One priest wrote: “I just thought I would share with you an interesting use of the litany that I saw at a wedding Mass I attended while I was a seminarian. The litany was used as the gathering song during the entrance. I found it to be an interesting way to include the Litany of the Saints in the wedding Mass. I should add that the procession was an actual procession, and not just a fancy entrance of the bride.”
This described use of the litany as a gathering or entrance song is quite appropriate.
Another reader informed me that a couple of bishops’ conferences either have already approved or are in process of approving and submitting to the Holy See for confirmation, revised rituals for weddings which foresee the possibility of substituting the Litany of the Saints for the prayer of the faithful.
There were some other questions related to weddings. A reader from Ottawa asked: “After discussing wedding ideas with my significant other, I have realized that we together know about four priests! What is the appropriate role in the wedding service for ‘extra’ priests? Are they merely guests? Do they ‘concelebrate’ (an inaccurate term, but a better one eludes me) the marriage?”
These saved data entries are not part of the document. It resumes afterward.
//! Slot domain: per-battle-position state.
//!
//! This is the critical distinction from [`super::MonState`]: stat stages,
//! confusion, substitutes and the rest of the volatile machinery belong to
//! the POSITION, not the pokemon. Switching out discards them — except for
//! the subset Baton Pass hands to the incoming pokemon.

use bitflags::bitflags;

use crate::items::ItemId;
use crate::moves::MoveId;

/// Sentinel for slot-id relationship fields.
pub const NO_SLOT: u8 = 0xFF;

/// Indices into [`SlotState::stages`].
pub mod stage {
    pub const ATK: usize = 0;
    pub const DEF: usize = 1;
    pub const SPD: usize = 2;
    pub const SP_ATK: usize = 3;
    pub const SP_DEF: usize = 4;
    pub const ACCURACY: usize = 5;
    pub const EVASION: usize = 6;
}

pub const STAGE_COUNT: usize = 7;

bitflags! {
    /// Volatile status conditions. Multiple can be active at once; all are
    /// cleared on switch-out except the Baton Pass subset.
    #[derive(Debug, Clone, Copy, PartialEq, Eq, Default)]
    pub struct Volatiles: u32 {
        const CONFUSED        = 1 << 0;
        const INFATUATED      = 1 << 1;
        const FOCUS_ENERGY    = 1 << 2;
        const SUBSTITUTE      = 1 << 3;
        const LEECH_SEED      = 1 << 4;
        const CURSED          = 1 << 5;
        const NIGHTMARE       = 1 << 6;
        const TRAPPED         = 1 << 7;
        const WRAPPED         = 1 << 8;
        const TORMENTED       = 1 << 9;
        const DISABLED        = 1 << 10;
        const TAUNTED         = 1 << 11;
        const ENCORED         = 1 << 12;
        const CHARGING        = 1 << 13;
        const SEMI_INVULNERABLE = 1 << 14;
        const DESTINY_BOND    = 1 << 15;
        const GRUDGE          = 1 << 16;
        const INGRAINED       = 1 << 17;
        const YAWN            = 1 << 18;
        const PERISH_SONG     = 1 << 19;
        const LOCK_ON         = 1 << 20;
        const CHARGED         = 1 << 21;
        const DEFENSE_CURL    = 1 << 22;
        const RAGE            = 1 << 23;
        const FORESIGHT       = 1 << 24;
        const BIDE            = 1 << 25;
        const UPROAR          = 1 << 26;
        const TRANSFORMED     = 1 << 27;
        const PROTECTED       = 1 << 28;
        const ENDURED         = 1 << 29;
        const FLINCHED        = 1 << 30;
    }
}

impl Volatiles {
    /// Flags Baton Pass carries over to the incoming pokemon.
    pub const BATON_PASS_MASK: Volatiles = Volatiles::CONFUSED
        .union(Volatiles::FOCUS_ENERGY)
        .union(Volatiles::SUBSTITUTE)
        .union(Volatiles::LEECH_SEED)
        .union(Volatiles::CURSED)
        .union(Volatiles::TRAPPED)
        .union(Volatiles::INGRAINED)
        .union(Volatiles::PERISH_SONG)
        .union(Volatiles::LOCK_ON);
}

#[derive(Debug, Clone, Copy)]
pub struct SlotState {
    /// Stat stages in [-6, +6]: atk, def, spd, sp_atk, sp_def, acc, eva.
    pub stages: [i8; STAGE_COUNT],

    pub volatiles: Volatiles,

    // Volatile counters.
    pub confusion_turns: u8,
    pub wrap_turns: u8,
    pub taunt_turns: u8,
    pub encore_turns: u8,
    pub disable_turns: u8,
    pub perish_count: u8,
    pub stockpile_count: u8,
    pub fury_cutter_power: u8,
    pub rollout_hits: u8,
    pub yawn_turns: u8,

    pub substitute_hp: u16,

    // Move tracking.
    pub disabled_move: Option<MoveId>,
    pub encored_move: Option<MoveId>,
    pub last_move_used: Option<MoveId>,
    pub charging_move: Option<MoveId>,

    // Damage-taken ledger for this turn (Counter / Mirror Coat).
    pub physical_damage_taken: u16,
    pub special_damage_taken: u16,
    pub physical_attacker: u8,
    pub special_attacker: u8,

    // Relationships.
    pub infatuated_with: u8,
    /// Slot that planted the seed on this position.
    pub leech_seed_target: u8,
    pub trapped_by: u8,

    // Per-turn flags.
    pub is_first_turn: bool,
    pub moved_this_turn: bool,
    /// Magic Coat: reflect eligible status moves this turn.
    pub bounce_move: bool,

    pub held_item: ItemId,
    pub item_consumed: bool,
}

impl Default for SlotState {
    fn default() -> Self {
        SlotState {
            stages: [0; STAGE_COUNT],
            volatiles: Volatiles::empty(),
            confusion_turns: 0,
            wrap_turns: 0,
            taunt_turns: 0,
            encore_turns: 0,
            disable_turns: 0,
            perish_count: 0,
            stockpile_count: 0,
            fury_cutter_power: 0,
            rollout_hits: 0,
            yawn_turns: 0,
            substitute_hp: 0,
            disabled_move: None,
            encored_move: None,
            last_move_used: None,
            charging_move: None,
            physical_damage_taken: 0,
            special_damage_taken: 0,
            physical_attacker: NO_SLOT,
            special_attacker: NO_SLOT,
            infatuated_with: NO_SLOT,
            leech_seed_target: NO_SLOT,
            trapped_by: NO_SLOT,
            is_first_turn: true,
            moved_this_turn: false,
            bounce_move: false,
            held_item: ItemId::None,
            item_consumed: false,
        }
    }
}

impl SlotState {
    #[inline]
    pub fn has(&self, flag: Volatiles) -> bool {
        self.volatiles.contains(flag)
    }

    #[inline]
    pub fn set(&mut self, flag: Volatiles) {
        self.volatiles.insert(flag);
    }

    #[inline]
    pub fn clear(&mut self, flag: Volatiles) {
        self.volatiles.remove(flag);
    }

    /// Full reset on a normal switch-out. The held item stays with the slot
    /// owner, so the caller re-seeds it for the incoming pokemon.
    pub fn clear_on_switch(&mut self, incoming_item: ItemId) {
        *self = SlotState {
            held_item: incoming_item,
            ..SlotState::default()
        };
    }

    /// Baton Pass switch-out: stat stages, substitute HP, perish count, the
    /// leech-seed planter and the transferable volatile subset survive;
    /// everything else returns to defaults.
    pub fn clear_for_baton_pass(&mut self, incoming_item: ItemId) {
        let preserved_stages = self.stages;
        let preserved_volatiles = self.volatiles & Volatiles::BATON_PASS_MASK;
        let preserved_sub_hp = self.substitute_hp;
        let preserved_perish = self.perish_count;
        let preserved_leech = self.leech_seed_target;

        *self = SlotState {
            stages: preserved_stages,
            volatiles: preserved_volatiles,
            substitute_hp: preserved_sub_hp,
            perish_count: preserved_perish,
            leech_seed_target: preserved_leech,
            held_item: incoming_item,
            ..SlotState::default()
        };
    }

    /// Clear per-turn flags; called at turn genesis. Idempotent.
    pub fn clear_turn_flags(&mut self) {
        self.clear(Volatiles::PROTECTED);
        self.clear(Volatiles::ENDURED);
        self.clear(Volatiles::FLINCHED);
        self.physical_damage_taken = 0;
        self.special_damage_taken = 0;
        self.physical_attacker = NO_SLOT;
        self.special_attacker = NO_SLOT;
        self.moved_this_turn = false;
        self.bounce_move = false;
    }
}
There is no difficulty in priests concelebrating at a wedding Mass. Only one priest, however, usually the pastor or the priest duly delegated to receive the vows, may officiate at the specific matrimonial rites which may not be divided among several ministers. For serious reasons, however, another priest may preach the homily.
A correspondent from Vietnam mentioned a rather unusual novelty: “At our parish, sometimes two readers share the same reading in the Mass, especially in the wedding Mass where the bride and the bridegroom read the first reading, each takes over a half. I wonder if this practice is allowed.”
As it is impossible for liturgical norms to cover all that the imagination can concoct, it is not explicitly forbidden. But it does go against sound liturgical practice. If both bride and groom wish to read, then one can do the reading and the other one the psalm. The lectionary for ritual Masses also allows the possibility of adding a second reading.
Finally, a reader from Michigan consulted: “In July a wedding is scheduled to take place in our parish at our usual 6 p.m. Mass. Some few parishioners are upset about this and claim that weddings must be done at a separate Mass. Would you please explain if this is permissible. I should tell you that we are in a semi-rural community and our pastor, as with so many priests, must take care of two parishes.”
There is no rule that weddings should be celebrated at a separate Mass. And it is even recommendable that, at least occasionally, some sacraments, such as baptism and even matrimony, be celebrated within a Sunday Mass.
This serves to highlight the community sense of these sacraments. Marriage “in the Lord” is not just a private affair but a source of joy for the whole ecclesial community. Such a celebration should also help remind the couple that their commitment is not just to themselves but to God and the Church.
Since a wedding at a regular Sunday Mass can lead to some practical difficulties, the pastor needs to take the needs of regular churchgoers into account. By notifying well in advance, the pastor has assured that those who do not wish to attend have plenty of time to establish alternative plans.
There are also some specific norms regarding the situations when it is possible to celebrate the ritual Mass of Matrimony on a Sunday and in what circumstances the regular Sunday readings may be changed. If the readings and prayers are to be taken from the ritual Mass at a parish which habitually provides missalettes to the faithful, then sufficient booklets should be prepared for all who attend.